Koronavirüs pandemisi sonrası çalışma modellerindeki değişime dikkat çeken CLPA Türkiye Müdürü Tolga Bizel, “Covid-19 pandemisiyle birlikte dijital dönüşümün çok daha hızlı bir şekilde gerçekleşmesi gerektiğini anlamış olduk. Daha önce bu konuda bir yatırım düşünmeyen sanayicilerimiz artık değişime taraf olmuş durumda. Dijital dönüşümle birlikte bazı meslekler ortadan kalkacak olsa da yerine tamamen yeni iş modelleri gelecek. Özellikle insan emeğinin yoğun olarak kullanıldığı sektörlerde yaşanacak dijital dönüşümle insanlar çok daha rahat koşullarda çalışacakları ve yaratıcı düşüncelerini ortaya koyabilecekleri alanlara yönelecek. Bu noktada Sanayi 4.0’ın gereklerini hayata geçirmek için fabrikalarda robotlar dahil tüm makine ve sistemlerin birbiriyle çok hızlı ve kesintisiz bir şekilde haberleşmesi kritik önem taşıyor. CLPA’nın en yeni teknolojisi olan CC-Link IE TSN ise Zaman Duyarlı Ağ (TSN-Time Sensitive Network) teknolojisinden yararlanan dünyanın ilk endüstriyel açık ağı olarak öne çıkıyor. Saniyede 100 megabit ile haberleşebilen endüstriyel haberleşme sistemlerinden 10 kata kadar daha hızlı olan bu yeni nesil teknoloji sayesinde, Sanayi 4.0’ın gereklerini yerine getirmek çok büyük ölçüde kolaylaşıyor” dedi.

“Pandemi sürecinde üretime ara vermedik’’

Pandemi sürecinde alınan önlemlerden ve süreç yönetimlerinden bahseden Borçelik Ar-Ge ve Dijital Dönüşümden Sorumlu İcra Kurulu Üyesi Mustafa Ayhan, “Pandemiye rağmen Borçelik olarak üretime ara vermeden faaliyetlerimize devam ettik. Bu süreçte ‘Biz çalışanımızı koruruz, işimizi koruruz ve toplumumuzu koruruz’ mottosu ile hareket ettik. Bunun için birçok önlem aldık. Hiç durmamak ve üretimi devam ettirebilmek adına uluslararası kontakta olduğumuz ve bizden daha önce pandemiyle yüz yüze kalmış ve konuyla ilgili kendi tesislerinde önlemler alan ülkelerdeki meslektaşlarımızla görüşüp onların aldığı önlemleri öğrendik. Sonrasında biz de bu önlemleri kademeli olarak hayata geçirdik. Pandemi sürecinden bağımsız olarak Dördüncü Sanayi Devrimi’nin hayatımıza soktuğu yeni teknolojileri, ihtiyaçlarımızı göz önüne alarak hayata geçiriyoruz. Sanal gerçeklik ve yapay zeka gibi teknolojilerde Ar-Ge gücümüzü de kullanarak öncü olmaya adayız” diye konuştu.

“Robot endüstrisi pandemiyle hızla büyüyecek”

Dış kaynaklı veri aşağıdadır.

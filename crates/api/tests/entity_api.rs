//! HTTP-level integration tests for the resource endpoints.
//!
//! Uses Axum's tower::ServiceExt to send requests directly to the router
//! without an actual TCP listener.

mod common;

use axum::http::StatusCode;
use common::{body_json, create_artist, create_node, delete, get, patch_json, post_json};
use serde_json::{json, Value};
use sqlx::PgPool;

// ---------------------------------------------------------------------------
// Artist lifecycle
// ---------------------------------------------------------------------------

#[sqlx::test(migrations = "../../db/migrations")]
async fn test_artist_lifecycle(pool: PgPool) {
    let app = common::build_test_app(pool.clone());
    let response = post_json(
        app,
        "/api/artists",
        json!({
            "name": "Luna Rivera",
            "genre": "Electronic",
            "platform": "Instagram",
            "ecvDna": { "energy": 85, "creativity": 92, "vibe": 78 }
        }),
    )
    .await;
    assert_eq!(response.status(), StatusCode::CREATED);

    let created = body_json(response).await;
    let id = created["id"].as_str().unwrap().to_string();
    assert_eq!(created["followers"], 0);
    assert_eq!(created["status"], "active");
    assert_eq!(created["ecvDna"]["creativity"], 92);
    assert!(created["createdAt"].is_string());
    assert!(created["dna"].is_null());

    let app = common::build_test_app(pool.clone());
    let response = get(app, &format!("/api/artists/{id}")).await;
    assert_eq!(response.status(), StatusCode::OK);
    assert_eq!(body_json(response).await, created);

    let app = common::build_test_app(pool.clone());
    let response = delete(app, &format!("/api/artists/{id}")).await;
    assert_eq!(response.status(), StatusCode::NO_CONTENT);

    let app = common::build_test_app(pool);
    let response = get(app, &format!("/api/artists/{id}")).await;
    assert_eq!(response.status(), StatusCode::NOT_FOUND);
    let json = body_json(response).await;
    assert_eq!(json["error"], "Artist not found");
}

#[sqlx::test(migrations = "../../db/migrations")]
async fn test_patch_changes_only_supplied_fields(pool: PgPool) {
    let id = create_artist(&pool, "Echo Waves").await;

    let app = common::build_test_app(pool.clone());
    let response = patch_json(
        app,
        &format!("/api/artists/{id}"),
        json!({ "followers": 450000, "dna": { "cabelo": "prateado" } }),
    )
    .await;
    assert_eq!(response.status(), StatusCode::OK);

    let json = body_json(response).await;
    assert_eq!(json["followers"], 450000);
    assert_eq!(json["dna"]["cabelo"], "prateado");
    assert_eq!(json["name"], "Echo Waves");
    assert_eq!(json["genre"], "Electronic");
    assert_eq!(json["status"], "active");
}

#[sqlx::test(migrations = "../../db/migrations")]
async fn test_patch_unknown_id_returns_404(pool: PgPool) {
    let app = common::build_test_app(pool);
    let response = patch_json(app, "/api/projects/missing", json!({ "title": "x" })).await;
    assert_eq!(response.status(), StatusCode::NOT_FOUND);
}

#[sqlx::test(migrations = "../../db/migrations")]
async fn test_delete_nonexistent_returns_204(pool: PgPool) {
    let app = common::build_test_app(pool);
    let response = delete(app, "/api/timeline-events/does-not-exist").await;
    assert_eq!(response.status(), StatusCode::NO_CONTENT);
}

// ---------------------------------------------------------------------------
// Cascades
// ---------------------------------------------------------------------------

#[sqlx::test(migrations = "../../db/migrations")]
async fn test_artist_delete_empties_scoped_lists(pool: PgPool) {
    let artist_id = create_artist(&pool, "Luna").await;
    create_node(&pool, &artist_id, "Persona").await;

    let app = common::build_test_app(pool.clone());
    let response = post_json(
        app,
        "/api/timeline-events",
        json!({ "artistId": artist_id, "title": "Debut", "eventDate": "2024-04-15" }),
    )
    .await;
    assert_eq!(response.status(), StatusCode::CREATED);

    let app = common::build_test_app(pool.clone());
    delete(app, &format!("/api/artists/{artist_id}")).await;

    for resource in ["reality-nodes", "timeline-events", "curated-images", "consistency-alerts"] {
        let app = common::build_test_app(pool.clone());
        let response = get(app, &format!("/api/{resource}?artistId={artist_id}")).await;
        assert_eq!(response.status(), StatusCode::OK, "{resource}");
        assert_eq!(body_json(response).await, json!([]), "{resource}");
    }
}

#[sqlx::test(migrations = "../../db/migrations")]
async fn test_node_delete_removes_relationships(pool: PgPool) {
    let artist_id = create_artist(&pool, "Luna").await;
    let a = create_node(&pool, &artist_id, "A").await;
    let b = create_node(&pool, &artist_id, "B").await;

    let app = common::build_test_app(pool.clone());
    let response = post_json(
        app,
        "/api/reality-relationships",
        json!({ "fromNodeId": a, "toNodeId": b, "relationshipType": "performs_at" }),
    )
    .await;
    assert_eq!(response.status(), StatusCode::CREATED);
    let relationship = body_json(response).await;
    assert_eq!(relationship["strength"], 5);
    let rel_id = relationship["id"].as_str().unwrap().to_string();

    let app = common::build_test_app(pool.clone());
    let response = get(app, &format!("/api/reality-relationships?artistId={artist_id}")).await;
    assert_eq!(body_json(response).await.as_array().unwrap().len(), 1);

    let app = common::build_test_app(pool.clone());
    delete(app, &format!("/api/reality-nodes/{b}")).await;

    let app = common::build_test_app(pool);
    let response = get(app, &format!("/api/reality-relationships/{rel_id}")).await;
    assert_eq!(response.status(), StatusCode::NOT_FOUND);
}

// ---------------------------------------------------------------------------
// Calendar
// ---------------------------------------------------------------------------

#[sqlx::test(migrations = "../../db/migrations")]
async fn test_calendar_range_returns_exact_slot(pool: PgPool) {
    let artist_id = create_artist(&pool, "Luna").await;
    for (title, at) in [
        ("before", "2024-07-01T11:59:59Z"),
        ("at", "2024-07-01T12:00:00Z"),
        ("after", "2024-07-01T12:00:01Z"),
    ] {
        let app = common::build_test_app(pool.clone());
        let response = post_json(
            app,
            "/api/calendar-slots",
            json!({
                "artistId": artist_id,
                "title": title,
                "contentType": "Social",
                "scheduledAt": at
            }),
        )
        .await;
        assert_eq!(response.status(), StatusCode::CREATED);
    }

    let t = "2024-07-01T12:00:00Z";
    let app = common::build_test_app(pool);
    let response = get(
        app,
        &format!("/api/calendar-slots?artistId={artist_id}&dateStart={t}&dateEnd={t}"),
    )
    .await;
    assert_eq!(response.status(), StatusCode::OK);

    let slots = body_json(response).await;
    let slots = slots.as_array().unwrap();
    assert_eq!(slots.len(), 1);
    assert_eq!(slots[0]["title"], "at");
    assert_eq!(slots[0]["status"], "Planejado");
}

#[sqlx::test(migrations = "../../db/migrations")]
async fn test_calendar_accepts_accented_status(pool: PgPool) {
    let artist_id = create_artist(&pool, "Luna").await;
    let app = common::build_test_app(pool);
    let response = post_json(
        app,
        "/api/calendar-slots",
        json!({
            "artistId": artist_id,
            "title": "Reel",
            "contentType": "Social",
            "status": "Em Produção",
            "scheduledAt": 1719835200000i64
        }),
    )
    .await;
    assert_eq!(response.status(), StatusCode::CREATED);
    let json = body_json(response).await;
    assert_eq!(json["status"], "Em Produção");
}

// ---------------------------------------------------------------------------
// Other kinds
// ---------------------------------------------------------------------------

#[sqlx::test(migrations = "../../db/migrations")]
async fn test_project_patch_refreshes_updated_at(pool: PgPool) {
    let artist_id = create_artist(&pool, "Luna").await;
    let app = common::build_test_app(pool.clone());
    let response = post_json(
        app,
        "/api/projects",
        json!({ "artistId": artist_id, "title": "Summer Vibes", "dueDate": "2024-08-01" }),
    )
    .await;
    let created = body_json(response).await;
    assert_eq!(created["status"], "planning");
    assert_eq!(created["priority"], "medium");
    let id = created["id"].as_str().unwrap().to_string();

    let app = common::build_test_app(pool.clone());
    let response = patch_json(app, &format!("/api/projects/{id}"), json!({ "dueDate": null })).await;
    assert_eq!(response.status(), StatusCode::OK);
    let updated = body_json(response).await;
    assert!(updated["dueDate"].is_null());
    assert_eq!(updated["title"], "Summer Vibes");
    assert_ne!(updated["updatedAt"], created["updatedAt"]);

    let app = common::build_test_app(pool);
    let response = get(app, &format!("/api/projects?artistId={artist_id}")).await;
    assert_eq!(body_json(response).await.as_array().unwrap().len(), 1);
}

Robot teknolojileri alanında gelecekte yaşanacak gelişmeleri aktaran KUKA Türkiye ve Ortadoğu Direktörü Kağan Abidin, “Robotlar gerek üretimde gerekse hizmet sektöründe bugün her zaman olduğundan daha fazla gündemde. Şüphesiz pandeminin bunda büyük bir etkisi var. Robot endüstrisi önümüzdeki 5 ila 10 yılda görmeyi planladığı büyümeyi pandeminin katalizörlüğünde önümüzdeki 3 veya 5 yılda yaşayacak. Bu büyüme şüphesiz robot teknolojilerinin gelişim hızına da yansıyacak. Önümüzdeki dönemde üretimde kullanılan endüstriyel robotların devreye alınma sürelerini kısaltacak gelişmelere şahit olurken, hizmet sektöründe de robotları çok daha yaygın görmeye başlayacağız’’ dedi.

“Çağımızın ihtiyaçlarına uygun dönüşüm sağlamalıyız”

Covid-19 pandemisiyle yeniden şekillenen dünyada veri paylaşımında yaşanan artışlarla birlikte yapay zekâ teknolojilerinin giderek yaygınlaştığını ve bu teknolojilerin sağlık yönetiminden güvenliğe kadar pek çok alanda etkisini hissettirdiğini söyleyen TBD İkinci Başkanı Mehmet Ali Yazıcı, “Teknolojide yaşanan hızlı gelişmeler küresel ölçekte ülke ekonomimizi, eğitim sistemimizi, çalışma şekillerimizi ve üretim biçimlerimizi derinden etkiliyor. Geleceği şekillendirecek teknolojiler olan yapay zeka, makina öğretisi, derin öğrenme, otonom sistemler, nesnelerin interneti, robotlar ve kayıt zinciri gibi dijital dönüşüm teknolojilerinde yerli ve milli imkânlarla ürün, sistem ve hizmetlerin geliştirilmesi ve üretilmesi çok önemli. Kısacası; toplum olarak çağımızın ihtiyaçlarına uygun olarak bir dijital dönüşüm sağlaması şart’’ şeklinde açıklamalarda bulundu.